While more of the USA’s cohabiters are childless (59% — almost 9 million — as of March, when Census counted current cohabiters), they’re not the only ones driving the rise in cohabitation. There are also 6.3 million who, like Medina and Gutierrez, have kids and make up the other 41%. About half of those have kids from a partner’s previous relationship, and half are children from the cohabiting relationship, researchers say.

“One kind of cohabitation that people have overlooked is the growing number of cohabiting young adults with children,” says Andrew Cherlin, a sociologist at Johns Hopkins University in Baltimore. “Demographers think almost all the increase in non-marital childbearing has been to cohabiting couples.”

About 63% of cohabiters have never been married, but 29% are divorced and 5% separated, according to an exclusive analysis of new Census data for USA TODAY. It also found that education is a factor.

“We’ve seen this sharp increase in cohabitation in recent years, but it’s really been those with less education that have been driving that trend,” says demographer Mark Mather of the Population Reference Bureau, which did the analysis.

“Almost half of these cohabiters have a high school degree or less,” he says.

Research presented this week at a meeting at the National Center for Health Statistics shows similar findings.
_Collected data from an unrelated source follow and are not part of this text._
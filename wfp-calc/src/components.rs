use crate::config::GREY_WATER_FACTOR;
use crate::input::FootprintInput;
use serde::{Deserialize, Serialize};

/// Green, blue and grey water derived from a [`FootprintInput`].
#[derive(Debug, Clone, Copy, PartialEq, Default, Serialize, Deserialize)]
#[serde(rename_all = "camelCase")]
pub struct WaterComponents {
    pub green_water: f64,
    pub blue_water: f64,
    pub grey_water: f64,
    pub total_water_footprint: f64,
    pub land_area: f64,
}

impl WaterComponents {
    /// Green, blue, grey, in that order. This is the series every chart plots.
    pub fn series(&self) -> [f64; 3] {
        [self.green_water, self.blue_water, self.grey_water]
    }
}

/// Derive the water components from validated input.
///
/// - green = max(0, precipitation - runoff)
/// - blue = irrigation
/// - grey = fertilizer * 0.65
/// - total = (green + blue + grey) * land area
///
/// The caller is responsible for validating the input first.
pub fn compute_components(input: &FootprintInput) -> WaterComponents {
    let green_water = (input.precipitation - input.runoff).max(0.0);
    let blue_water = input.irrigation;
    let grey_water = input.fertilizer * GREY_WATER_FACTOR;
    let total_water_footprint = (green_water + blue_water + grey_water) * input.land_area;

    log::debug!(
        "components: green={green_water} blue={blue_water} grey={grey_water} total={total_water_footprint}"
    );

    WaterComponents {
        green_water,
        blue_water,
        grey_water,
        total_water_footprint,
        land_area: input.land_area,
    }
}

#[cfg(test)]
mod tests {
    use super::*;

    fn input(
        land_area: f64,
        precipitation: f64,
        runoff: f64,
        irrigation: f64,
        fertilizer: f64,
    ) -> FootprintInput {
        FootprintInput {
            land_area,
            precipitation,
            runoff,
            irrigation,
            fertilizer,
        }
    }

    #[test]
    fn test_reference_scenario() {
        let c = compute_components(&input(10.0, 800.0, 200.0, 300.0, 100.0));
        assert_eq!(c.green_water, 600.0);
        assert_eq!(c.blue_water, 300.0);
        assert_eq!(c.grey_water, 65.0);
        assert_eq!(c.total_water_footprint, 9650.0);
        assert_eq!(c.land_area, 10.0);
    }

    #[test]
    fn test_green_water_clamped_when_runoff_exceeds_precipitation() {
        let c = compute_components(&input(1.0, 100.0, 500.0, 0.0, 0.0));
        assert_eq!(c.green_water, 0.0);
        assert_eq!(c.blue_water, 0.0);
        assert_eq!(c.grey_water, 0.0);
        assert_eq!(c.total_water_footprint, 0.0);
    }

    #[test]
    fn test_green_water_is_difference_or_zero() {
        let cases = [(0.0, 0.0), (10.0, 3.0), (3.0, 10.0), (250.5, 250.5), (1e6, 1.0)];
        for (p, r) in cases {
            let c = compute_components(&input(1.0, p, r, 0.0, 0.0));
            assert!(c.green_water >= 0.0);
            if p >= r {
                assert_eq!(c.green_water, p - r);
            } else {
                assert_eq!(c.green_water, 0.0);
            }
        }
    }

    #[test]
    fn test_total_matches_formula() {
        let cases = [
            input(2.5, 640.0, 120.0, 75.0, 33.0),
            input(0.0, 10.0, 1.0, 1.0, 1.0),
            input(123.4, 0.0, 0.0, 999.9, 0.1),
        ];
        for i in cases {
            let c = compute_components(&i);
            assert_eq!(
                c.total_water_footprint,
                (c.green_water + c.blue_water + c.grey_water) * i.land_area
            );
        }
    }

    #[test]
    fn test_series_order() {
        let c = compute_components(&input(10.0, 800.0, 200.0, 300.0, 100.0));
        assert_eq!(c.series(), [600.0, 300.0, 65.0]);
    }
}
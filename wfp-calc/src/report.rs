use crate::components::{compute_components, WaterComponents};
use crate::efficiency::{classify_efficiency, EfficiencyTier};
use crate::error::Result;
use crate::input::FootprintInput;
use crate::insights::{generate_insights, Insights};
use serde::Serialize;

/// Everything a single calculation produces.
#[derive(Debug, Clone, PartialEq, Serialize)]
pub struct FootprintReport {
    pub components: WaterComponents,
    pub tier: &'static EfficiencyTier,
    pub insights: Insights,
}

impl FootprintReport {
    /// Text shown under the total: "Excellent - Highly efficient water usage".
    pub fn tier_summary(&self) -> String {
        format!("{} - {}", self.tier.rating, self.tier.recommendation)
    }

    pub fn total_display(&self) -> String {
        format!("{:.2}", self.components.total_water_footprint)
    }
}

/// Components, then tier, then insights.
///
/// Input is validated first so nothing negative or non-finite reaches the formulas.
pub fn calculate(input: &FootprintInput) -> Result<FootprintReport> {
    input.validate()?;
    let components = compute_components(input);
    let tier = classify_efficiency(components.total_water_footprint, components.land_area)?;
    let insights = generate_insights(&components);
    Ok(FootprintReport {
        components,
        tier,
        insights,
    })
}
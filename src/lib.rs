//! # cachesafe
//!
//! A build pipeline for hand-written static sites. It takes a tree of HTML
//! pages, stylesheets, scripts, fonts and images and produces a deployable,
//! content-hashed output tree that browsers can cache forever, then swaps it
//! into place atomically so a failed build never breaks the live site.
//!
//! # Architecture: One Linear Pipeline
//!
//! ```text
//! 1. Discover   site/        →  sorted page, fragment and asset lists
//! 2. Hash       .build-temp/ →  fingerprinted files + rename map
//! 3. Rewrite    rename map   →  every reference points at a hashed file
//! 4. Heads      pages        →  deterministic, idempotent <head> blocks
//! 5. Verify     .build-temp/ →  every local reference resolves
//! 6. Deploy     .build-temp/ →  docs/ (rename swap with rollback)
//! ```
//!
//! All work happens in a staging directory; the live directory is only
//! touched by the final rename.
//!
//! # Module Map
//!
//! | Module | Role |
//! |--------|------|
//! | [`scan`] | Pre-flight validation, deterministic discovery, staging copy |
//! | [`hasher`] | Content fingerprints, collision handling, renames |
//! | [`rewrite`] | Reference extraction and rewriting for HTML and CSS |
//! | [`head`] | `<head>` reconstruction: fixed order, preserve-or-synthesize |
//! | [`version`] | Build version stamp derived from the rename map and manifest |
//! | [`verify`] | Post-build check that no local reference dangles |
//! | [`deploy`] | Staging → live promotion with backup and rollback |
//! | [`pipeline`] | Orchestration, build summary, top-level error |
//! | [`manifest`] | Image manifest (`window.__MANIFEST__`) from the `images/` layout |
//! | [`html`] | Small tolerant HTML tokenizer shared by rewrite, head and verify |
//! | [`config`] | `site.toml` loading over stock defaults, validation |
//! | [`types`] | Asset records and the rename map |
//! | [`naming`] | `name.<hex>.ext` filename convention |
//! | [`output`] | CLI output formatting |
//!
//! # Design Decisions
//!
//! ## Content Addressing
//!
//! A fingerprint depends on file bytes only. Identical sources give identical
//! output trees and an identical version stamp on every machine, so a deploy
//! with no source changes is a no-op for every cache in front of the site.
//!
//! ## A Tokenizer, Not Regexes, For HTML
//!
//! Tags are located with [`html::tokenize`], which understands comments,
//! quoted attribute values and raw-text elements. A `<meta charset>` inside an
//! HTML comment is therefore not mistaken for a real one. CSS `url()` and
//! `@import` are simple enough for regular expressions and use them.
//!
//! ## The Rename Map Is Frozen After Hashing
//!
//! Only the hasher owns a [`types::RenameMapBuilder`]. Every later phase gets
//! a `&RenameMap`, which has no mutators.

pub mod config;
pub mod deploy;
pub mod hasher;
pub mod head;
pub mod html;
pub mod manifest;
pub mod naming;
pub mod output;
pub mod pipeline;
pub mod rewrite;
pub mod scan;
pub mod types;
pub mod verify;
pub mod version;

#[cfg(test)]
pub(crate) mod test_helpers;
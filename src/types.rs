//! Shared types used across all pipeline stages.
//!
//! The [`RenameMap`] is the one value every stage after hashing depends on.
//! It is only ever built through a [`RenameMapBuilder`] owned by the hasher;
//! once frozen it has no mutators, so no later stage can change it.

use serde::Serialize;
use std::collections::BTreeMap;

/// Classification of a hashable asset, derived from its extension.
#[derive(Debug, Clone, Copy, PartialEq, Eq, PartialOrd, Ord, Hash, Serialize)]
#[serde(rename_all = "lowercase")]
pub enum AssetKind {
    Style,
    Script,
    Image,
    Font,
}

const STYLE_EXTENSIONS: &[&str] = &["css"];
const SCRIPT_EXTENSIONS: &[&str] = &["js", "mjs"];
pub const IMAGE_EXTENSIONS: &[&str] = &[
    "jpg", "jpeg", "png", "gif", "webp", "avif", "svg", "ico",
];
const FONT_EXTENSIONS: &[&str] = &["woff2", "woff", "ttf", "otf", "eot"];

impl AssetKind {
    /// Classify by extension (case-insensitive). `None` for files that are
    /// copied through untouched, such as `project.json`.
    pub fn from_extension(ext: &str) -> Option<Self> {
        let ext = ext.to_ascii_lowercase();
        let ext = ext.as_str();
        if STYLE_EXTENSIONS.contains(&ext) {
            Some(Self::Style)
        } else if SCRIPT_EXTENSIONS.contains(&ext) {
            Some(Self::Script)
        } else if IMAGE_EXTENSIONS.contains(&ext) {
            Some(Self::Image)
        } else if FONT_EXTENSIONS.contains(&ext) {
            Some(Self::Font)
        } else {
            None
        }
    }
}

/// One hashable file in the staging tree.
#[derive(Debug, Clone, PartialEq, Eq, PartialOrd, Ord)]
pub struct AssetRecord {
    /// Path relative to the build root, `/`-separated.
    pub rel_path: String,
    pub kind: AssetKind,
}

impl AssetRecord {
    /// Build a record from a relative path, or `None` if the extension is not
    /// a recognized asset type.
    pub fn from_rel_path(rel_path: &str) -> Option<Self> {
        let file_name = rel_path.rsplit('/').next().unwrap_or(rel_path);
        let (_, ext) = file_name.rsplit_once('.')?;
        let kind = AssetKind::from_extension(ext)?;
        Some(Self {
            rel_path: rel_path.to_string(),
            kind,
        })
    }
}

/// Original relative path → hashed relative path, ordered by original path.
///
/// Keys are exactly the assets hashed in this build. Iteration is always in
/// key order, so anything derived from the map ("the first stylesheet") is
/// the same on every run with the same input.
#[derive(Debug, Clone, Default, PartialEq, Eq, Serialize)]
#[serde(transparent)]
pub struct RenameMap {
    entries: BTreeMap<String, String>,
}

impl RenameMap {
    /// Hashed path for an original path.
    pub fn get(&self, original: &str) -> Option<&str> {
        self.entries.get(original).map(String::as_str)
    }

    pub fn contains(&self, original: &str) -> bool {
        self.entries.contains_key(original)
    }

    pub fn len(&self) -> usize {
        self.entries.len()
    }

    pub fn is_empty(&self) -> bool {
        self.entries.is_empty()
    }

    /// Entries sorted by original path.
    pub fn iter(&self) -> impl Iterator<Item = (&str, &str)> {
        self.entries.iter().map(|(k, v)| (k.as_str(), v.as_str()))
    }

    /// First hashed path (by original key) under `dir` with extension `ext`.
    pub fn first_under(&self, dir: &str, ext: &str) -> Option<&str> {
        let prefix = format!("{}/", dir.trim_end_matches('/'));
        let suffix = format!(".{ext}");
        self.iter()
            .find(|(original, _)| original.starts_with(&prefix) && original.ends_with(&suffix))
            .map(|(_, hashed)| hashed)
    }
}

/// The only way to populate a [`RenameMap`]. Owned by the hasher for the
/// duration of the hashing phase and consumed by [`freeze`](Self::freeze).
#[derive(Debug, Default)]
pub struct RenameMapBuilder {
    map: RenameMap,
}

impl RenameMapBuilder {
    pub fn new() -> Self {
        Self::default()
    }

    /// Record a mapping. Returns `false` (and changes nothing) if the
    /// original path was already recorded: entries are never overwritten.
    pub fn insert(&mut self, original: String, hashed: String) -> bool {
        if self.map.entries.contains_key(&original) {
            return false;
        }
        self.map.entries.insert(original, hashed);
        true
    }

    /// Read-only view of everything recorded so far.
    pub fn view(&self) -> &RenameMap {
        &self.map
    }

    pub fn freeze(self) -> RenameMap {
        self.map
    }
}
Among 5,180 women ages 18-36, most had cohabited, finds one study. But those with a college degree were “less likely to cohabit overall and more likely to get married if they do cohabit,” says lead author Sharon Sassler, a social demographer at Cornell University in Ithaca, N.Y.

Of those who cohabit, more than half are in the first six months of the start of the sexual relationship, the study found. But for college-educated women, about 30% take two or more years to move in with a partner.